Trump revisits his plan to ban flavored vapes after learning he may lose votes
Vaping has seen a surge in popularity across the United States. With rising concerns over teens' use of vapes, many have looked to the government to begin regulating the product. Despite earlier plans to do so, President Trump has revisited his plan to ban flavored vapes, The Washington Post reported late Sunday. It seems that Trump's hesitancy may be driven by the upcoming election year and anxiety over upsetting voters.
E-cigarettes and vapes have been around for awhile, but the Food and Drug Administration hasn't done much about them. However, a Centers for Disease Control and Prevention report that showed vape use among teens rose from 2.1 million in 2017 to 3.6 million in 2018 put pressure on the government to act. Furthermore, as of last week lung illness linked to vaping has killed 42 people and made 2,172 more sick, per the CDC.
Back in September, Trump said that he would ban most flavored vapes to make them less appealing to kids. Under that plan, the Food and Drug Administration would yank popular fruity flavors, along with mint varieties, from both stores and online sellers, The Wall Street Journal reported. A few days prior to Trump's announcement, first lady Melania Trump had tweeted about the "growing epidemic of e-cigarette use among kids."
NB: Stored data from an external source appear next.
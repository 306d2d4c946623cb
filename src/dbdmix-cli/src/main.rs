mod cli;
mod commands;
mod config;
mod file_utils;

use anyhow::Result;
use clap::Parser;
use tracing_subscriber::{layer::SubscriberExt, util::SubscriberInitExt, EnvFilter};

use cli::*;

/// Log to stderr, honoring RUST_LOG; `--debug` raises the default level
fn init_tracing(debug: bool) {
    let default_filter = if debug {
        "dbdmix=debug,dbdmix_cli=debug"
    } else {
        "dbdmix=info,dbdmix_cli=info"
    };

    tracing_subscriber::registry()
        .with(EnvFilter::try_from_default_env().unwrap_or_else(|_| default_filter.into()))
        .with(tracing_subscriber::fmt::layer().with_writer(std::io::stderr))
        .init();
}

fn main() -> Result<()> {
    let cli = Cli::parse();
    init_tracing(cli.debug);

    match cli.command {
        Commands::Check { args } => {
            commands::check::handle(&args)?;
        }

        Commands::List { args, slot, format } => {
            commands::list::handle(&args, slot.as_deref(), format)?;
        }

        Commands::Mix {
            args,
            slot,
            base_model,
            output,
            print,
            overwrite,
            dry_run,
        } => {
            let options = commands::mix::MixOptions {
                slot,
                base_model,
                output,
                print,
                overwrite,
                dry_run,
            };
            commands::mix::handle(&args, options)?;
        }

        Commands::Configure {
            settings,
            attachments_dir,
            show,
        } => {
            commands::configure::handle(settings, attachments_dir, show)?;
        }
    }

    Ok(())
}
//! Attachment catalog.
//!
//! Holds every attachment known per slot along with the base models each slot
//! is mixed onto. Attachments may be restricted to a subset of base models.

use serde::{Deserialize, Serialize};
use std::collections::{BTreeMap, BTreeSet};
use thiserror::Error;

#[derive(Error, Debug)]
pub enum CatalogError {
    #[error("Failed to parse attachment definition: {0}")]
    YamlParse(#[from] serde_yaml::Error),

    #[error("Attachment definition `{0}` has no slot")]
    MissingSlot(String),

    #[error("Attachment `{id}` is defined more than once in slot {slot}")]
    Duplicate { slot: String, id: String },
}

/// On-disk form of a single attachment definition
#[derive(Debug, Clone, Serialize, Deserialize, PartialEq, Eq)]
#[serde(rename_all = "camelCase")]
pub struct AttachmentDefinition {
    pub attachment_id: String,

    /// Slot name; when absent the loader fills it from the containing folder
    #[serde(default, skip_serializing_if = "Option::is_none")]
    pub slot: Option<String>,

    /// Base models this attachment fits (absent = every base model)
    #[serde(default, skip_serializing_if = "Option::is_none")]
    pub base_models: Option<Vec<String>>,

    #[serde(default, skip_serializing_if = "Option::is_none")]
    pub display_name: Option<String>,
}

impl AttachmentDefinition {
    pub fn from_yaml(yaml: &str) -> Result<Self, CatalogError> {
        Ok(serde_yaml::from_str(yaml)?)
    }

    /// Convert into an [`Attachment`], using `fallback_slot` if none was given
    pub fn into_attachment(self, fallback_slot: Option<&str>) -> Result<Attachment, CatalogError> {
        let slot = match self.slot.or_else(|| fallback_slot.map(str::to_string)) {
            Some(slot) => slot,
            None => return Err(CatalogError::MissingSlot(self.attachment_id)),
        };

        Ok(Attachment {
            id: self.attachment_id,
            slot,
            base_models: self.base_models.map(|models| models.into_iter().collect()),
            display_name: self.display_name,
        })
    }
}

/// A cosmetic asset pluggable into exactly one slot
#[derive(Debug, Clone, PartialEq, Eq)]
pub struct Attachment {
    pub id: String,
    pub slot: String,
    /// `None` means the attachment is unrestricted
    pub base_models: Option<BTreeSet<String>>,
    pub display_name: Option<String>,
}

impl Attachment {
    pub fn new(slot: impl Into<String>, id: impl Into<String>) -> Self {
        Attachment {
            id: id.into(),
            slot: slot.into(),
            base_models: None,
            display_name: None,
        }
    }

    /// Restrict the attachment to the given base models
    pub fn restricted_to<I, S>(mut self, models: I) -> Self
    where
        I: IntoIterator<Item = S>,
        S: Into<String>,
    {
        self.base_models = Some(models.into_iter().map(Into::into).collect());
        self
    }

    pub fn fits(&self, base_model: &str) -> bool {
        self.base_models
            .as_ref()
            .map_or(true, |models| models.contains(base_model))
    }
}

/// Attachments and base models for one slot
#[derive(Debug, Clone, Default)]
pub struct Slot {
    pub name: String,
    attachments: BTreeMap<String, Attachment>,
    base_models: BTreeSet<String>,
}

impl Slot {
    fn new(name: &str) -> Self {
        Slot {
            name: name.to_string(),
            ..Default::default()
        }
    }

    pub fn attachments(&self) -> impl Iterator<Item = &Attachment> {
        self.attachments.values()
    }

    pub fn attachment(&self, id: &str) -> Option<&Attachment> {
        self.attachments.get(id)
    }

    pub fn base_models(&self) -> impl Iterator<Item = &str> {
        self.base_models.iter().map(String::as_str)
    }

    pub fn len(&self) -> usize {
        self.attachments.len()
    }

    pub fn is_empty(&self) -> bool {
        self.attachments.is_empty()
    }
}

/// All known attachments, keyed by slot
#[derive(Debug, Clone, Default)]
pub struct PartCatalog {
    slots: BTreeMap<String, Slot>,
}

impl PartCatalog {
    pub fn new() -> Self {
        Self::default()
    }

    /// Add an attachment to its slot, creating the slot if needed
    pub fn insert(&mut self, attachment: Attachment) -> Result<(), CatalogError> {
        let slot = self
            .slots
            .entry(attachment.slot.clone())
            .or_insert_with(|| Slot::new(&attachment.slot));

        if slot.attachments.contains_key(&attachment.id) {
            return Err(CatalogError::Duplicate {
                slot: attachment.slot,
                id: attachment.id,
            });
        }

        slot.attachments.insert(attachment.id.clone(), attachment);
        Ok(())
    }

    /// Register the base models a slot is mixed onto
    pub fn add_base_models<I, S>(&mut self, slot: &str, models: I)
    where
        I: IntoIterator<Item = S>,
        S: Into<String>,
    {
        let entry = self
            .slots
            .entry(slot.to_string())
            .or_insert_with(|| Slot::new(slot));
        entry.base_models.extend(models.into_iter().map(Into::into));
    }

    pub fn slot(&self, name: &str) -> Option<&Slot> {
        self.slots.get(name)
    }

    pub fn slots(&self) -> impl Iterator<Item = &Slot> {
        self.slots.values()
    }

    pub fn contains(&self, slot: &str, id: &str) -> bool {
        self.slot(slot).is_some_and(|s| s.attachments.contains_key(id))
    }

    pub fn has_base_model(&self, slot: &str, model: &str) -> bool {
        self.slot(slot).is_some_and(|s| s.base_models.contains(model))
    }

    pub fn base_models(&self, slot: &str) -> Vec<&str> {
        self.slot(slot)
            .map(|s| s.base_models().collect())
            .unwrap_or_default()
    }

    /// Attachment ids in a slot usable on `base_model`, in ascending order
    pub fn available(&self, slot: &str, base_model: &str) -> Vec<&str> {
        self.slot(slot)
            .map(|s| {
                s.attachments()
                    .filter(|a| a.fits(base_model))
                    .map(|a| a.id.as_str())
                    .collect()
            })
            .unwrap_or_default()
    }

    /// Total number of attachments across all slots
    pub fn len(&self) -> usize {
        self.slots.values().map(Slot::len).sum()
    }

    pub fn is_empty(&self) -> bool {
        self.len() == 0
    }
}

#[cfg(test)]
mod tests {
    use super::*;

    fn legs_catalog() -> PartCatalog {
        let mut catalog = PartCatalog::new();
        catalog
            .insert(Attachment::new("SurvivorLegs", "KateLegsRightBlueChain"))
            .unwrap();
        catalog
            .insert(Attachment::new("SurvivorLegs", "KateLegsBlueChains"))
            .unwrap();
        catalog
            .insert(
                Attachment::new("SurvivorLegs", "KateLegsShortRightBlueChain")
                    .restricted_to(["KateBikerVariantsRoughRider"]),
            )
            .unwrap();
        catalog.add_base_models(
            "SurvivorLegs",
            ["KateBikerVariantsRoughRider", "KateBikerVariantsHellsAngel"],
        );
        catalog
    }

    #[test]
    fn test_available_is_sorted_and_filtered() {
        let catalog = legs_catalog();

        assert_eq!(
            catalog.available("SurvivorLegs", "KateBikerVariantsRoughRider"),
            vec![
                "KateLegsBlueChains",
                "KateLegsRightBlueChain",
                "KateLegsShortRightBlueChain"
            ]
        );
        assert_eq!(
            catalog.available("SurvivorLegs", "KateBikerVariantsHellsAngel"),
            vec!["KateLegsBlueChains", "KateLegsRightBlueChain"]
        );
        assert!(catalog.available("SurvivorTorso", "Anything").is_empty());
    }

    #[test]
    fn test_duplicate_rejected() {
        let mut catalog = legs_catalog();
        let result = catalog.insert(Attachment::new("SurvivorLegs", "KateLegsBlueChains"));

        assert!(matches!(result, Err(CatalogError::Duplicate { .. })));
        assert_eq!(catalog.len(), 3);
    }

    #[test]
    fn test_base_models() {
        let catalog = legs_catalog();

        assert!(catalog.has_base_model("SurvivorLegs", "KateBikerVariantsHellsAngel"));
        assert!(!catalog.has_base_model("SurvivorLegs", "KateBikerVariantsReadyToRide"));
        assert_eq!(catalog.base_models("SurvivorLegs").len(), 2);
    }

    #[test]
    fn test_definition_from_yaml() {
        let yaml = r#"
attachmentId: KatePurpleHat
baseModels:
- KateBikerVariantsReadyToRide
displayName: Purple Hat
"#;
        let def = AttachmentDefinition::from_yaml(yaml).unwrap();
        assert_eq!(def.attachment_id, "KatePurpleHat");
        assert!(def.slot.is_none());

        let attachment = def.into_attachment(Some("SurvivorTorso")).unwrap();
        assert_eq!(attachment.slot, "SurvivorTorso");
        assert!(attachment.fits("KateBikerVariantsReadyToRide"));
        assert!(!attachment.fits("KateBikerVariantsHellsAngel"));
    }

    #[test]
    fn test_definition_without_slot() {
        let def = AttachmentDefinition::from_yaml("attachmentId: Lonely").unwrap();
        let result = def.into_attachment(None);

        assert!(matches!(result, Err(CatalogError::MissingSlot(id)) if id == "Lonely"));
    }
}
Trump needed only a little over two months to completely change his stance, though. According to the Post, Trump failed to sign a "decision memo" that would have allowed the Department of Health and Human Services and the FDA to carry out the ban. He was reportedly given the memo on Nov. 4.
What led to the president's change of heart? An anonymous Trump adviser told the Post that the president learned that banning flavored vapes could potentially cost people jobs, what with the closing of vape shops across the country. The New York Times reported that "allies working for the vaping industry" notified Trump that the issue would ultimately lose him votes, additionally noting that the president had been confronted with pro-vape protesters both outside rallies and on social media.
One of the polls commissioned for the Trump campaign on behalf of the Vapor Technology Association, a trade association and lobbying company, showed "negative results" for Trump if he banned the flavored vapes. The poll was conducted among voters in battleground states who vape and "was passed around to a number of people in Mr. Trump’s circle, including Brad Parscale, his campaign manager, and senior White House officials.”
With an election right around the corner, risking votes is apparently just too much for Trump — even for the sake of kids' health. So now the president is singing a new tune, claiming that he wants to hold more discussions about the issue before issuing the ban he once favored.
It's a far cry from his September assertion in the Oval Office that "we can't have our youth be so affected." (It was at this same appearance that Trump uttered the baffling line, "She's got a son, together," about he and Melania's 13-year-old son Barron, in explaining how the first lady got involved in vaping policy.)
Vaping is unlikely to become any less of a political issue moving forward. And with the 2020 campaign set to begin in earnest in mere months, it will be interesting to see if Trump is prompted to change his mind on the issue once again.